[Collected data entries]
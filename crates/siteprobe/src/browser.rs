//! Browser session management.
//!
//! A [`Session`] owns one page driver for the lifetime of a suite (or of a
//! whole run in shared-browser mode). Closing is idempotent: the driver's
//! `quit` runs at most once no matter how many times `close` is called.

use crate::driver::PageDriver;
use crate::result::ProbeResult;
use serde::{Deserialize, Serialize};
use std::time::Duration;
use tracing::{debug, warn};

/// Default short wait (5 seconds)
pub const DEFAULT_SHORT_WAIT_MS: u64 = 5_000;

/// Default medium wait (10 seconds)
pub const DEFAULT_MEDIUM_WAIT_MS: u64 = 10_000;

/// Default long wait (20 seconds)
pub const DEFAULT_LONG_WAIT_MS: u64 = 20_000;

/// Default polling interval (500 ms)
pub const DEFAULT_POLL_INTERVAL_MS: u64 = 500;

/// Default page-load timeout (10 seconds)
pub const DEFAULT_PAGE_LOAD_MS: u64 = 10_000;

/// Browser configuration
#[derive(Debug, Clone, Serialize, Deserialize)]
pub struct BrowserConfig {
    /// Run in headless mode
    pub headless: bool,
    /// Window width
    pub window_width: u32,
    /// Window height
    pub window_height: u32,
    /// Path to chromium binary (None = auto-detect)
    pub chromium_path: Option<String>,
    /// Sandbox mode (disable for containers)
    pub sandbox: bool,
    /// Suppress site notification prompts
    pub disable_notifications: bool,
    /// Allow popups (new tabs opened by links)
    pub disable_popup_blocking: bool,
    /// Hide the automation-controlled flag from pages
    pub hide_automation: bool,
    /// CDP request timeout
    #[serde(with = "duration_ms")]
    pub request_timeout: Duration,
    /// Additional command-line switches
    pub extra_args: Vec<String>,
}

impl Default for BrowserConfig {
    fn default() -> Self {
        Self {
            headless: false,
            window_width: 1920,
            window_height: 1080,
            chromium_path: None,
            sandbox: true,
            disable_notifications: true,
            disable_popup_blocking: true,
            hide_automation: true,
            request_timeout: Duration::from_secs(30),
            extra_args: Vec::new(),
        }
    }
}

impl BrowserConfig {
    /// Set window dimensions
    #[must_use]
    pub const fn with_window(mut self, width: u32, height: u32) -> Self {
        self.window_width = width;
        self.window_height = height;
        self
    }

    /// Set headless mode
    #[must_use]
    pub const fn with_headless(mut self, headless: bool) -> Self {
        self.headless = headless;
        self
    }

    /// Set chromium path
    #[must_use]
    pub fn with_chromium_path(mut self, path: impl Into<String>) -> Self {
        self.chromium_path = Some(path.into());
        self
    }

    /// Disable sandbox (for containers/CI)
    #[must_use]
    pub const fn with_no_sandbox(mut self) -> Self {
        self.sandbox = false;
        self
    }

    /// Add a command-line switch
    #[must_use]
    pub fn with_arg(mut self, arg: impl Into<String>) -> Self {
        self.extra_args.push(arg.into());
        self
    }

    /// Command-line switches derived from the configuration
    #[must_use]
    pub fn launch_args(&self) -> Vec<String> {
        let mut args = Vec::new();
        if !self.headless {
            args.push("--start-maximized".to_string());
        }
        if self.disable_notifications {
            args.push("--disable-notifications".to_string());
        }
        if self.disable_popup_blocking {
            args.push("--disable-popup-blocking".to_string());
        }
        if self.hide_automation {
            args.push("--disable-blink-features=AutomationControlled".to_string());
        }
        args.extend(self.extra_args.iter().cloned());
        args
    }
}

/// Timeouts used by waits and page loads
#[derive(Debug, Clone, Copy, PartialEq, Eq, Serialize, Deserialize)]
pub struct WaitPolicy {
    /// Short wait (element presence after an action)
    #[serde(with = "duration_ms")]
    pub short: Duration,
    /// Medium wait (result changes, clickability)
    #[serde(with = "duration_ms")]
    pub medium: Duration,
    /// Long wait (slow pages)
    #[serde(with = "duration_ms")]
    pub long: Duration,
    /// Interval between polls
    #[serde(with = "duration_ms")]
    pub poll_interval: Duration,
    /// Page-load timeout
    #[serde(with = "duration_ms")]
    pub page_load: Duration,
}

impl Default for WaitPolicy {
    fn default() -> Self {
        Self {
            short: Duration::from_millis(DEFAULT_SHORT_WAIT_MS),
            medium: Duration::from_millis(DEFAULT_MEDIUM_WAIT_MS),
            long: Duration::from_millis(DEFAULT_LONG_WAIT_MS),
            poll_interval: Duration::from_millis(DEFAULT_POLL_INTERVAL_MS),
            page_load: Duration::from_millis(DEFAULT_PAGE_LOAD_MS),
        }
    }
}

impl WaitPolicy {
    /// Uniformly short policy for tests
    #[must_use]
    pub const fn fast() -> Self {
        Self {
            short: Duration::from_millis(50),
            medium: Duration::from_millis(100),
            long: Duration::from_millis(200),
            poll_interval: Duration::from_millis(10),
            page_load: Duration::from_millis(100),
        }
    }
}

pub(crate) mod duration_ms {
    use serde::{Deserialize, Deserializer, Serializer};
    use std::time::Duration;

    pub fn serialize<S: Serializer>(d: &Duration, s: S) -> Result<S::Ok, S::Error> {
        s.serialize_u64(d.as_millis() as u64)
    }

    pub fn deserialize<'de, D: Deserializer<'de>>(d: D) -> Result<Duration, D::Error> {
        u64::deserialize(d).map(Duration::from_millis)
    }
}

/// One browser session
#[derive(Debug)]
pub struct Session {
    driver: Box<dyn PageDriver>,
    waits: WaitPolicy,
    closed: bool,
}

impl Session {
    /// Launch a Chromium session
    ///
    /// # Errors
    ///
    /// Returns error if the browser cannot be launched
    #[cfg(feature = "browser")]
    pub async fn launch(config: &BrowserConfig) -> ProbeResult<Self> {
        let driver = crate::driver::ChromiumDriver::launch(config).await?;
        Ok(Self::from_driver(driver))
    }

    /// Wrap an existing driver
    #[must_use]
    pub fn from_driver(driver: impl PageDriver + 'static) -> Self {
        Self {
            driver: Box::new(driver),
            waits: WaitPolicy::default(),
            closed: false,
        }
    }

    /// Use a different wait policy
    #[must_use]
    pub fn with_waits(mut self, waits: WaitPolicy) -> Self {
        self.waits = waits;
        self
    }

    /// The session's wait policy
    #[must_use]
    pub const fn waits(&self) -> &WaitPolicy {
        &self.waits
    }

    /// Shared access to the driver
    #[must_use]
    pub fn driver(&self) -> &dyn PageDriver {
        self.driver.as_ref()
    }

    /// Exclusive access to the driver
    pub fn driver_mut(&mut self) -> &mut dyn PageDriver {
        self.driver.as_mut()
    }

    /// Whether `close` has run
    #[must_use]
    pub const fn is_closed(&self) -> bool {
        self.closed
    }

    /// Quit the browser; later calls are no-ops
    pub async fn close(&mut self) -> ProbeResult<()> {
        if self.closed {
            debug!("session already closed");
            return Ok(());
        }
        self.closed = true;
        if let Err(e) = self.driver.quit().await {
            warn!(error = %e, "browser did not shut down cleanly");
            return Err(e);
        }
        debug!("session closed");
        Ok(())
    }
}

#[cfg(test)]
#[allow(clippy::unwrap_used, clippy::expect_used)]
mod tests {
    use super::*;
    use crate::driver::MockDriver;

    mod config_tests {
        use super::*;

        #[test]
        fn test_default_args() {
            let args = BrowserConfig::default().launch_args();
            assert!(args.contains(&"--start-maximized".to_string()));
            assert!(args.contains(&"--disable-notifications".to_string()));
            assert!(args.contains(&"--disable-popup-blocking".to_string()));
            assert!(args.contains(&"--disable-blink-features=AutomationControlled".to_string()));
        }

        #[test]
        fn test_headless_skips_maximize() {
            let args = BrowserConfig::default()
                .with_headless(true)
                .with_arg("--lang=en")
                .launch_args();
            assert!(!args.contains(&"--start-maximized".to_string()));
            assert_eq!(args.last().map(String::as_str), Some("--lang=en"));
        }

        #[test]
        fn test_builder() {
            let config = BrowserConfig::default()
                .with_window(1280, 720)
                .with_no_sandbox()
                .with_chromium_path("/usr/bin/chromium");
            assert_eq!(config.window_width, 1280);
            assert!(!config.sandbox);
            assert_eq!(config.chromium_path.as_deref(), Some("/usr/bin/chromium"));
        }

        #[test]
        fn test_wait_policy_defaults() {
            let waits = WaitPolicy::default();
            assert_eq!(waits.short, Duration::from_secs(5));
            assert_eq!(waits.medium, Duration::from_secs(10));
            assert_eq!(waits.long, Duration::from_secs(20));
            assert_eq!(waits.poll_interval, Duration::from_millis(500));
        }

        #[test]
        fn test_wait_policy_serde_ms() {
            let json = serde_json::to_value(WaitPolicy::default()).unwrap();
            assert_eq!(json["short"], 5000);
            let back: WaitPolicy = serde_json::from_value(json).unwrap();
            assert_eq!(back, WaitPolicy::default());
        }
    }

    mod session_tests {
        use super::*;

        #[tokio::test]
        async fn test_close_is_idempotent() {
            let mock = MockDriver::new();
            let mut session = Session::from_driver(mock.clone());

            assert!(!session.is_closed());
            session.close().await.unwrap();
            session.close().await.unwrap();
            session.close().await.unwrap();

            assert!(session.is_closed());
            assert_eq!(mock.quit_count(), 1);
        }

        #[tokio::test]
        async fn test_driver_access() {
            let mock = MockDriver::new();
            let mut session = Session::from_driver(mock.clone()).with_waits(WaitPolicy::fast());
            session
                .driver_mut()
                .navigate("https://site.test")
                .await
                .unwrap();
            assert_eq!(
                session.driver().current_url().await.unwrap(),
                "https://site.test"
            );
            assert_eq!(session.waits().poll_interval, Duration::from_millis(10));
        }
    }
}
--
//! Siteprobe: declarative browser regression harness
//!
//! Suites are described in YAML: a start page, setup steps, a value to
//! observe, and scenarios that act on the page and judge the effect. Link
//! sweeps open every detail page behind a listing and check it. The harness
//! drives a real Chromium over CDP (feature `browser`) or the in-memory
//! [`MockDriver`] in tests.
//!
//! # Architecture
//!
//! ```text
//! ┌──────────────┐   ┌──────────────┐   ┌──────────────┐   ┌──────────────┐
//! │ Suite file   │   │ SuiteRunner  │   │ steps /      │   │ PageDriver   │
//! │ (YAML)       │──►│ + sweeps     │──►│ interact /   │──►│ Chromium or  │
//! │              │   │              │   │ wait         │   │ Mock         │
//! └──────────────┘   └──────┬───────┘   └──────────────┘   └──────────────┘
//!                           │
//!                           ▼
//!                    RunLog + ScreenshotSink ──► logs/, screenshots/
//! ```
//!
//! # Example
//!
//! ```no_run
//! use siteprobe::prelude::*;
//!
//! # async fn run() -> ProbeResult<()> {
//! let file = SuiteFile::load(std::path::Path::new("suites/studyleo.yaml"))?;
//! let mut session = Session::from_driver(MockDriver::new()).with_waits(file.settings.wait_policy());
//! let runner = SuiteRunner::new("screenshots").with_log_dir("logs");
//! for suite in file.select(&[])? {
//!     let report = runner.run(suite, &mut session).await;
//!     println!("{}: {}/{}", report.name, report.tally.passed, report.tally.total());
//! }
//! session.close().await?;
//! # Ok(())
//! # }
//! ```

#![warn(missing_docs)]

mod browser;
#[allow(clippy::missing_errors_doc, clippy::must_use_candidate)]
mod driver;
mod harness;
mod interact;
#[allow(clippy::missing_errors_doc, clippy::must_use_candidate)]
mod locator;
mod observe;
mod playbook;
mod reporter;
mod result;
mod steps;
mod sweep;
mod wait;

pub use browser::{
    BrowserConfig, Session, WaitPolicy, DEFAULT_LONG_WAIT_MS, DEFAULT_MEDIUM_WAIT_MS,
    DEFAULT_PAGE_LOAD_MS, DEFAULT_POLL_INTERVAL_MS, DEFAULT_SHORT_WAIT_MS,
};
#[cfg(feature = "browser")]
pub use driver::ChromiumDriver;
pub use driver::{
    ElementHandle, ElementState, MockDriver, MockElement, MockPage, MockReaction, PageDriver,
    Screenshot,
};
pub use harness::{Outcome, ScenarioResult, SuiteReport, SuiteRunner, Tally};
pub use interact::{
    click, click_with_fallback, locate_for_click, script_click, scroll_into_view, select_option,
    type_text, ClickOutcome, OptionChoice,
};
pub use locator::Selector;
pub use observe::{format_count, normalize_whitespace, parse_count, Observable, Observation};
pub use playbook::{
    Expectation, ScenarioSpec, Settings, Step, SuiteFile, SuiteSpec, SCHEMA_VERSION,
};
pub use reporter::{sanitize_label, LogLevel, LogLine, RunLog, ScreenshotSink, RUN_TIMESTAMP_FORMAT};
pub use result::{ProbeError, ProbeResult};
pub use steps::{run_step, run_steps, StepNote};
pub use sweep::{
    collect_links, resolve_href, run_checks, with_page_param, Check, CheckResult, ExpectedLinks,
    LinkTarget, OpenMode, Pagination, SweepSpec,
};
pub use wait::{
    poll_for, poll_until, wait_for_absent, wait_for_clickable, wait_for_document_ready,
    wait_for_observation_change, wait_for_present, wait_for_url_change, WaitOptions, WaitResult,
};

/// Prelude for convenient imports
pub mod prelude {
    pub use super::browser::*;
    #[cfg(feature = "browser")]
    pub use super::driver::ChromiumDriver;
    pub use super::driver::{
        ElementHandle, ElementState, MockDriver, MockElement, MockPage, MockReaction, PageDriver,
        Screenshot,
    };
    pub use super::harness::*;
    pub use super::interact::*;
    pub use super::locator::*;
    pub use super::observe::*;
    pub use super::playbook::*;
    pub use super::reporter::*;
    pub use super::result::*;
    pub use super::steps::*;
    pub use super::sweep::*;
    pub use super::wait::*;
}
---
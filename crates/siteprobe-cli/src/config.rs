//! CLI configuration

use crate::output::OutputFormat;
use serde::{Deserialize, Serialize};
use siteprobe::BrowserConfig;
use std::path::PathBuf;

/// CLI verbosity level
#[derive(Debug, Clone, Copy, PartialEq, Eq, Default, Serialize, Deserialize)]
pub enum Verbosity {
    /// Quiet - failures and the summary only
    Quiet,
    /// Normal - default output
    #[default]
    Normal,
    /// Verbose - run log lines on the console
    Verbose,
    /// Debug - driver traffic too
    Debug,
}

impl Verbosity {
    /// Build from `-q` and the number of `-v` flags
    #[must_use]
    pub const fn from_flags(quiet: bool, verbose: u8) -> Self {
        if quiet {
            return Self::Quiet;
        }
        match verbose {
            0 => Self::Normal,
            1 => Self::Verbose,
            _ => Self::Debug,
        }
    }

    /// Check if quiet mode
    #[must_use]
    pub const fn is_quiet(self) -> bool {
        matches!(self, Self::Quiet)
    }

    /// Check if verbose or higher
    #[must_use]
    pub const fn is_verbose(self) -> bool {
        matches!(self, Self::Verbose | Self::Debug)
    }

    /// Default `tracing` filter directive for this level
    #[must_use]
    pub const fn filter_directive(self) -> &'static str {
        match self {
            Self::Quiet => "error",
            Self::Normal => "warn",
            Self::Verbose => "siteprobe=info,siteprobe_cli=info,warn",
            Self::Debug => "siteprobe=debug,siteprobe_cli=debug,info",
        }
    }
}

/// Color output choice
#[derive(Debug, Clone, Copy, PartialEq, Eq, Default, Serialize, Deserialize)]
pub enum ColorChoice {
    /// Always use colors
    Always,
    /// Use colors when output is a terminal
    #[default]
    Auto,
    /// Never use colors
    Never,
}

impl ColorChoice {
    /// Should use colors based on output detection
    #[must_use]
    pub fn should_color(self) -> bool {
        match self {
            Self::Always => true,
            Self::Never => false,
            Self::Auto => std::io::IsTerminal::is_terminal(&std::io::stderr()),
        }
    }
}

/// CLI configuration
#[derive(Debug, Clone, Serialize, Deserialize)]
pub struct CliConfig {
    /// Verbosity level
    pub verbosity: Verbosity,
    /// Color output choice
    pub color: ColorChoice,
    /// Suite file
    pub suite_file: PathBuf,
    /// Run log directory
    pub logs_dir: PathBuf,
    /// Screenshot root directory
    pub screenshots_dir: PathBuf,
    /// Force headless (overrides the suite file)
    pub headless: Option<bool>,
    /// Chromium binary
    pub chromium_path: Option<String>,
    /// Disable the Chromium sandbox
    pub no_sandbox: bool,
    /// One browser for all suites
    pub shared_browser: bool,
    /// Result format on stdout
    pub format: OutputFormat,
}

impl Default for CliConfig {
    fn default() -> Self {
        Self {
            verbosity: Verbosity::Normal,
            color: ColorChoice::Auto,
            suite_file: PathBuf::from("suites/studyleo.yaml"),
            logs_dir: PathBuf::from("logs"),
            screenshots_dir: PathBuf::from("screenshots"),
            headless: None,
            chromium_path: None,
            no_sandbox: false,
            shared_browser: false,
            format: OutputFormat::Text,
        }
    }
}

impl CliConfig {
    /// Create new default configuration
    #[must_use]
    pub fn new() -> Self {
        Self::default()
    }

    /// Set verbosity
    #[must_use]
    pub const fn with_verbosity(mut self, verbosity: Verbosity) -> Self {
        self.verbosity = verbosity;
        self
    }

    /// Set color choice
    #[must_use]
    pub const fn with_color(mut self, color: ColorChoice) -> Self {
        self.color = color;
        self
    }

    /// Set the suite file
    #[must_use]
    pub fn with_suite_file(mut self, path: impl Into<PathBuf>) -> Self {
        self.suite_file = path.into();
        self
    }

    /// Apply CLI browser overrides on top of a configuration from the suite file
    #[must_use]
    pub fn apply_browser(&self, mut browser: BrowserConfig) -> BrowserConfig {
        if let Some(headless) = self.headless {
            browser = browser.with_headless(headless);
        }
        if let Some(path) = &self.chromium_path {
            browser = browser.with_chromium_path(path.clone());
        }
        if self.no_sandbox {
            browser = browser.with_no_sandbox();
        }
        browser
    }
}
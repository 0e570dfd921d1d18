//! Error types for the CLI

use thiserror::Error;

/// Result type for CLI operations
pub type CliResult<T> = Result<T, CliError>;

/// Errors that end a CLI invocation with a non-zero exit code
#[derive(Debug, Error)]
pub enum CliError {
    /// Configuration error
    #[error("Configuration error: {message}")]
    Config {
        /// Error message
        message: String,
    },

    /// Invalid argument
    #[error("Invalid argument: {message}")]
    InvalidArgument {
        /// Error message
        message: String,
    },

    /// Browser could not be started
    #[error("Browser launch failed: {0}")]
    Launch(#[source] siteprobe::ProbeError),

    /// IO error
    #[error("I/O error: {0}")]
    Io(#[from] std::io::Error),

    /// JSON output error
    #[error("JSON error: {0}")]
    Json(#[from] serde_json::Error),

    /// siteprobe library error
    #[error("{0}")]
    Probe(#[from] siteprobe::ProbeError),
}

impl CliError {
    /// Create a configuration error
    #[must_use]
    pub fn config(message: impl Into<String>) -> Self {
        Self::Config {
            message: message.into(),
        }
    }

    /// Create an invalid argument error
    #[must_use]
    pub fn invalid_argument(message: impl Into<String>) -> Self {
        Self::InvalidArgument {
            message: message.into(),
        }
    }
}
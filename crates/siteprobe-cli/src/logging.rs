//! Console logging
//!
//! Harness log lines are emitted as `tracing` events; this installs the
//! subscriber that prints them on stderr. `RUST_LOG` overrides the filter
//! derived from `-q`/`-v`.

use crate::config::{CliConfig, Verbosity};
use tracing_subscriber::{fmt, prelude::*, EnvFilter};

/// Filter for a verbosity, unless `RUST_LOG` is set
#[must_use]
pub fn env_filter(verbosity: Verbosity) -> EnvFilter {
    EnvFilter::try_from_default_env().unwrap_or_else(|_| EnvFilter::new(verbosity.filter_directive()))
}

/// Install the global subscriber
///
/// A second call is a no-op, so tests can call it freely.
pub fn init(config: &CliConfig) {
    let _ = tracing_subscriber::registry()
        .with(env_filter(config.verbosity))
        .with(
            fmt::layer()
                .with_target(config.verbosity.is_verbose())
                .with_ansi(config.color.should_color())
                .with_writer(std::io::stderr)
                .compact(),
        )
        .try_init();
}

#### [TASK REQUIREMENTS]
There is a run of lines above from the one with "non-zero exit code" to the one with "a configuration error"; print exactly that run, both ends included, and nothing else.

#### [OUTPUT BELOW]
/// Errors that end a CLI invocation with a non-zero exit code
#[derive(Debug, Error)]
pub enum CliError {
    /// Configuration error
    #[error("Configuration error: {message}")]
    Config {
        /// Error message
        message: String,
    },

    /// Invalid argument
    #[error("Invalid argument: {message}")]
    InvalidArgument {
        /// Error message
        message: String,
    },

    /// Browser could not be started
    #[error("Browser launch failed: {0}")]
    Launch(#[source] siteprobe::ProbeError),

    /// IO error
    #[error("I/O error: {0}")]
    Io(#[from] std::io::Error),

    /// JSON output error
    #[error("JSON error: {0}")]
    Json(#[from] serde_json::Error),

    /// siteprobe library error
    #[error("{0}")]
    Probe(#[from] siteprobe::ProbeError),
}

impl CliError {
    /// Create a configuration error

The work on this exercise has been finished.